"If a nation expects to be ignorant and free, in a state of civilization, it expects what never was and never will be." Thomas Jefferson
Thomas Jefferson's belief that an educated society is our first, and best, defense against a tyrannical government inspired the first public education system in history. And the idea that a government should provide all of its citizens a basic education was, at the time, an idea nearly as radical as the notion of a freely elected government.
Despite the noble ideas that inspired our public education system, today's schools are struggling to meet the demands of a modern society. Graduation rates continue to decline. Our children's reading and math skills lag behind those of children from other industrialized nations. And government leaders appear unable to enact a plan for solving the many problems confronting school children today.
My own recent experience with the public school system proved all but disastrous. Out of a concern for meeting national reading standards, schools today begin teaching reading skills in kindergarten. My son was uninterested in learning how to read, suffered from dyslexia, and quickly fell behind other students in his class.

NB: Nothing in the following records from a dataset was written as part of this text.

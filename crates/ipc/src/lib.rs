//! IPC message protocol for Courier
//!
//! Defines the named process messages exchanged between the browser process
//! and the renderer, and the console tokenizer that produces them.

pub mod error;
pub mod input;
pub mod messages;

pub use error::IpcError;
pub use input::{next_message_name, read_message};
pub use messages::{MessageName, ProcessRole, ReceivedMessage};
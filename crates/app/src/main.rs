//! Courier - console-to-renderer messaging over CEF
//!
//! Every line typed on stdin is sent to the renderer process as a named
//! process message. Only the first whitespace-delimited token of a line is
//! used. Logs go to stderr; stdout carries prompts and message echoes.

use std::io::BufReader;

use courier_bridge::{BrowserSlot, MessageReceiver, StdoutWriter};
use courier_config::CourierConfig;
use courier_frontend_cef::CefRuntime;
use tracing_subscriber::EnvFilter;

/// Log filter used when `RUST_LOG` is unset or invalid
const DEFAULT_LOG_FILTER: &str = "info";

fn init_logging() {
    tracing_subscriber::fmt()
        .with_writer(std::io::stderr)
        .with_env_filter(
            EnvFilter::try_from_default_env().unwrap_or_else(|_| EnvFilter::new(DEFAULT_LOG_FILTER)),
        )
        .init();
}

fn main() {
    init_logging();

    let config = CourierConfig::load().unwrap_or_else(|e| {
        tracing::warn!("Config load failed, using defaults: {}", e);
        CourierConfig::default()
    });
    tracing::debug!("Starting Courier with {:?}", config);

    let browser = BrowserSlot::new();
    let (receiver, mut received) = MessageReceiver::with_log();
    let mut runtime = CefRuntime::new(&config, browser.clone(), receiver);

    let exit_code = match courier_bridge::run(
        &mut runtime,
        &config,
        &browser,
        BufReader::new(std::io::stdin()),
        StdoutWriter,
    ) {
        Ok(code) => code,
        Err(e) => {
            tracing::error!("{}", e);
            e.exit_code()
        }
    };

    let handled = received.drain();
    tracing::info!("Renderer handled {} messages in this process", handled.len());
    if let Some(last) = handled.last() {
        tracing::debug!("Last message: '{}' from {} process", last.name, last.source);
    }

    std::process::exit(exit_code);
}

To make a long story short, the efforts of the school served only to make my child feel inadequate and resentful. I had to pull my son out of the public school system and find a more flexible curriculum that allowed him the time and freedom to develop the skills he needs to be an active member of society.
What my son required was not an education aimed at meeting the needs of the school - i.e. to meet national standards. What he needed was an education designed to meet his needs.
With the demands placed on public schools today and the politics surrounding education policy, few public schools exist - if any - that can create a holistic curriculum designed to meet the educational, emotional, and social needs of every child. However, some educators are now creating schools and learning environments with curricula flexible enough to meet the unique demands of all their students.